[Stored data]
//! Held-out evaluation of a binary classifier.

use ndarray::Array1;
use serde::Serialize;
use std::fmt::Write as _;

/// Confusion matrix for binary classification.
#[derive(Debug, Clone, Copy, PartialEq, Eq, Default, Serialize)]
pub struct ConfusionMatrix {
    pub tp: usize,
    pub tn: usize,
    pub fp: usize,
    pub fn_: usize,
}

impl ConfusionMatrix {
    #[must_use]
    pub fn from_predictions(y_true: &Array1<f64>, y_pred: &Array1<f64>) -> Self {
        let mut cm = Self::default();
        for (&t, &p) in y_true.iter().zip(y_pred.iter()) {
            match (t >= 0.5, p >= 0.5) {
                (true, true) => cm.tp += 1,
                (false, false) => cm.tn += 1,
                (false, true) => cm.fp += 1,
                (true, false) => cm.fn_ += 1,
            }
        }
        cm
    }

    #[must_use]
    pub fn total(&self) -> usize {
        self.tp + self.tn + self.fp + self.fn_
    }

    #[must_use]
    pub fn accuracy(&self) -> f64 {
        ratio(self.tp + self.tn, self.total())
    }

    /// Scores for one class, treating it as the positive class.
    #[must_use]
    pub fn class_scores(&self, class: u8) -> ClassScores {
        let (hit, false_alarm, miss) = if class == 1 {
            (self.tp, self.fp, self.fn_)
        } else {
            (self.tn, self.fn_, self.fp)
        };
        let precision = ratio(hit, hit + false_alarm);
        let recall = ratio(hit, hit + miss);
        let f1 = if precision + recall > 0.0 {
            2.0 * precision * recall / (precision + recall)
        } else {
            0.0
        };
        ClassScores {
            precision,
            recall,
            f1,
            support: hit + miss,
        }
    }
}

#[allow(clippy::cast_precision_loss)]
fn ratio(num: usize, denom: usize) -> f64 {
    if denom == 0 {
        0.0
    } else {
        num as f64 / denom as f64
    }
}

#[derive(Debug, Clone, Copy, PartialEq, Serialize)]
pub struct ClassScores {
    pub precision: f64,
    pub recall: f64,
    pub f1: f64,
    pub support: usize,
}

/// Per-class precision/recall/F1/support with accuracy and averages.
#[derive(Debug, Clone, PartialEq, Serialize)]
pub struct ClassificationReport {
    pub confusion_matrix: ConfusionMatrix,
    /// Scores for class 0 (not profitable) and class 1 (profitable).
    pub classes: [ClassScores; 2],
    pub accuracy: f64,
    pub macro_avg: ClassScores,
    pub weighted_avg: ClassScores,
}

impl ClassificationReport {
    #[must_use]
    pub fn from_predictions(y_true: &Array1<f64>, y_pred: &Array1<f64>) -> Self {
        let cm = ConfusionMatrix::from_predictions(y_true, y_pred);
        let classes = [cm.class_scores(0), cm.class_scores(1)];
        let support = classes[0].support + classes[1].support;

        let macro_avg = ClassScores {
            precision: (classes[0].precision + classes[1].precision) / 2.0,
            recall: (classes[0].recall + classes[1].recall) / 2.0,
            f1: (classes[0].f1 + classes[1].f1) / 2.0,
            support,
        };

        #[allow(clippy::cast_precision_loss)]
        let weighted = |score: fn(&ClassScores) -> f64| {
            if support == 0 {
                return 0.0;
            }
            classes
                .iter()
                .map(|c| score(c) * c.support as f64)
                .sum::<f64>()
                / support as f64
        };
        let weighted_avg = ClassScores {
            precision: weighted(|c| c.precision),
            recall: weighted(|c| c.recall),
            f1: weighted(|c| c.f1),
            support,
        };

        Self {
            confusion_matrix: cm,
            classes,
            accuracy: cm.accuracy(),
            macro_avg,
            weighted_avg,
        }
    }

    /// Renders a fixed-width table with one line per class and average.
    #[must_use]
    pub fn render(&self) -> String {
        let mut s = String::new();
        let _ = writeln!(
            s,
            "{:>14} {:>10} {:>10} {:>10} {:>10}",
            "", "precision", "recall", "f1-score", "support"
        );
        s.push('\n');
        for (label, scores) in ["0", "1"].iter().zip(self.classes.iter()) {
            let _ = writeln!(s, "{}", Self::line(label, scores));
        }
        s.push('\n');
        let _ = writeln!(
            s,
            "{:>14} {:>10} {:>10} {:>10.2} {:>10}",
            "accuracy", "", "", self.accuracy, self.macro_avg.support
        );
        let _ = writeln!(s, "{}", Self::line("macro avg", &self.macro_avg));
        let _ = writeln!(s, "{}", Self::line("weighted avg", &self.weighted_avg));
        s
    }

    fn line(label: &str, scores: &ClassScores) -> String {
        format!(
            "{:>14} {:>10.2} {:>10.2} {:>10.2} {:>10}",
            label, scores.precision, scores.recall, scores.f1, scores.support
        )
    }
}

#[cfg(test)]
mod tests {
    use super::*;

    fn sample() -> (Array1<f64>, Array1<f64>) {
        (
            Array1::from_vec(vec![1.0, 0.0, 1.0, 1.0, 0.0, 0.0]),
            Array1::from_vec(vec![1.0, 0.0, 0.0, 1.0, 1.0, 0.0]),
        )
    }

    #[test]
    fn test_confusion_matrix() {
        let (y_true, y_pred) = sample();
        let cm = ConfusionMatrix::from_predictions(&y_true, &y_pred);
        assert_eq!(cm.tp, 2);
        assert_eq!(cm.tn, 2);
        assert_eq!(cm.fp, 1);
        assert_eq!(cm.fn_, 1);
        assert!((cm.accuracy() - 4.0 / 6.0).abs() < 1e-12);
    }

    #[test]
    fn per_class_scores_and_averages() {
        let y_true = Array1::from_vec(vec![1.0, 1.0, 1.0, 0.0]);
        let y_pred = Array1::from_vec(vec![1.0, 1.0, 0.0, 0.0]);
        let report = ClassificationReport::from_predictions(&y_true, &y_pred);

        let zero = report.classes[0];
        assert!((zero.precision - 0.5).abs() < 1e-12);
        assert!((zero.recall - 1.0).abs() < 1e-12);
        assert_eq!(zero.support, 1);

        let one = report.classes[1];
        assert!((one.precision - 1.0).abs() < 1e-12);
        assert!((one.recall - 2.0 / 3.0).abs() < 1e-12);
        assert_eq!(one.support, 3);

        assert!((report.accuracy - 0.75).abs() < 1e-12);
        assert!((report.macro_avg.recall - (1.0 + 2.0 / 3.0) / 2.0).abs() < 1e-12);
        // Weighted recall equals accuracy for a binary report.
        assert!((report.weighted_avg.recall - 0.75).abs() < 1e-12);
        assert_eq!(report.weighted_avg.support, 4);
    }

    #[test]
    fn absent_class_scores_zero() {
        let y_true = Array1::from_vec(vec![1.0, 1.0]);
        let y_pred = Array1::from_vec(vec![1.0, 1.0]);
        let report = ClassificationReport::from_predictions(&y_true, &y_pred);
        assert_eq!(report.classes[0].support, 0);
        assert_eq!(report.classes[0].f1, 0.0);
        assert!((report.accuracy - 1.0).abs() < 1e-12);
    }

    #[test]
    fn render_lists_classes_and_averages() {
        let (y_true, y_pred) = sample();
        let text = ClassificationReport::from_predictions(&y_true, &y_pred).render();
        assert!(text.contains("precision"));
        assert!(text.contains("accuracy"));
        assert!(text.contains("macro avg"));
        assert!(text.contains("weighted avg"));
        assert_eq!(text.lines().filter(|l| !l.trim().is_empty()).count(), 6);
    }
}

---

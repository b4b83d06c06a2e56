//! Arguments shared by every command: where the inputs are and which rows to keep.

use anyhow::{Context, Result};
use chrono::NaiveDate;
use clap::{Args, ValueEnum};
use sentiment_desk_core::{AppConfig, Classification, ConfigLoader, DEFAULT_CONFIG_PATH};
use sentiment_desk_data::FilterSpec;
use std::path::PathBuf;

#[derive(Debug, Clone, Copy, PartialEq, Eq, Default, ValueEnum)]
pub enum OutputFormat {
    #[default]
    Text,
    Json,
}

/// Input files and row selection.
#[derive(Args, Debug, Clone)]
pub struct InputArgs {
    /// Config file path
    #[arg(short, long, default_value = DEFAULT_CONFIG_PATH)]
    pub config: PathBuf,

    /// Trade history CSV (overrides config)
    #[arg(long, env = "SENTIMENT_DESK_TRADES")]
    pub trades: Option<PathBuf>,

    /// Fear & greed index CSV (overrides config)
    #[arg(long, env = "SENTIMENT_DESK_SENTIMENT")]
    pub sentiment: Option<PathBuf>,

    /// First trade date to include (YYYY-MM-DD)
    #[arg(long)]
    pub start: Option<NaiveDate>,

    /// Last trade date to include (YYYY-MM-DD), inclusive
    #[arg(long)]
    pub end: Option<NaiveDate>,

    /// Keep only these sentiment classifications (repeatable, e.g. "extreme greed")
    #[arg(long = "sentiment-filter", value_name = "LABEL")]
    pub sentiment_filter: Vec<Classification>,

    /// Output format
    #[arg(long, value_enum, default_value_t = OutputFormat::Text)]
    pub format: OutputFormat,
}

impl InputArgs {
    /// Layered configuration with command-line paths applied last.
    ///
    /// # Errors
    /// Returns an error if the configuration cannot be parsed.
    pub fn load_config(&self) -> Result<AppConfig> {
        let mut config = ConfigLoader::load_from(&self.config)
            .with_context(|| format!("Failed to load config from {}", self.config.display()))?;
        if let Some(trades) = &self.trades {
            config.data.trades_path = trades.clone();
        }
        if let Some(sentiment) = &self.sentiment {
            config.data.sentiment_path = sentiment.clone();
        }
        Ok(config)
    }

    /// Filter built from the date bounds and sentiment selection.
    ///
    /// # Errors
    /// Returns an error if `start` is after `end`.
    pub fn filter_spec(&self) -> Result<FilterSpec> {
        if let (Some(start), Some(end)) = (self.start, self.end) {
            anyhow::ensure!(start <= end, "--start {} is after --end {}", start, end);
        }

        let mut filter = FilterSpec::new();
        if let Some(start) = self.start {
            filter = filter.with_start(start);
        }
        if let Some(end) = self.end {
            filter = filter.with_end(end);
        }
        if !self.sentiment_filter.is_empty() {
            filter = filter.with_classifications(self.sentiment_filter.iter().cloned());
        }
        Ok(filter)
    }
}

**Instructions to follow:** Beginning at the line with "a binary classifier." and ending at the line with "#[derive(Debug, Clone, Copy, PartialEq, Serialize)]", reproduce each line of the data above exactly, and add no other lines.

**Exercise solution:**
//! Held-out evaluation of a binary classifier.

use ndarray::Array1;
use serde::Serialize;
use std::fmt::Write as _;

/// Confusion matrix for binary classification.
#[derive(Debug, Clone, Copy, PartialEq, Eq, Default, Serialize)]
pub struct ConfusionMatrix {
    pub tp: usize,
    pub tn: usize,
    pub fp: usize,
    pub fn_: usize,
}

impl ConfusionMatrix {
    #[must_use]
    pub fn from_predictions(y_true: &Array1<f64>, y_pred: &Array1<f64>) -> Self {
        let mut cm = Self::default();
        for (&t, &p) in y_true.iter().zip(y_pred.iter()) {
            match (t >= 0.5, p >= 0.5) {
                (true, true) => cm.tp += 1,
                (false, false) => cm.tn += 1,
                (false, true) => cm.fp += 1,
                (true, false) => cm.fn_ += 1,
            }
        }
        cm
    }

    #[must_use]
    pub fn total(&self) -> usize {
        self.tp + self.tn + self.fp + self.fn_
    }

    #[must_use]
    pub fn accuracy(&self) -> f64 {
        ratio(self.tp + self.tn, self.total())
    }

    /// Scores for one class, treating it as the positive class.
    #[must_use]
    pub fn class_scores(&self, class: u8) -> ClassScores {
        let (hit, false_alarm, miss) = if class == 1 {
            (self.tp, self.fp, self.fn_)
        } else {
            (self.tn, self.fn_, self.fp)
        };
        let precision = ratio(hit, hit + false_alarm);
        let recall = ratio(hit, hit + miss);
        let f1 = if precision + recall > 0.0 {
            2.0 * precision * recall / (precision + recall)
        } else {
            0.0
        };
        ClassScores {
            precision,
            recall,
            f1,
            support: hit + miss,
        }
    }
}

#[allow(clippy::cast_precision_loss)]
fn ratio(num: usize, denom: usize) -> f64 {
    if denom == 0 {
        0.0
    } else {
        num as f64 / denom as f64
    }
}

#[derive(Debug, Clone, Copy, PartialEq, Serialize)]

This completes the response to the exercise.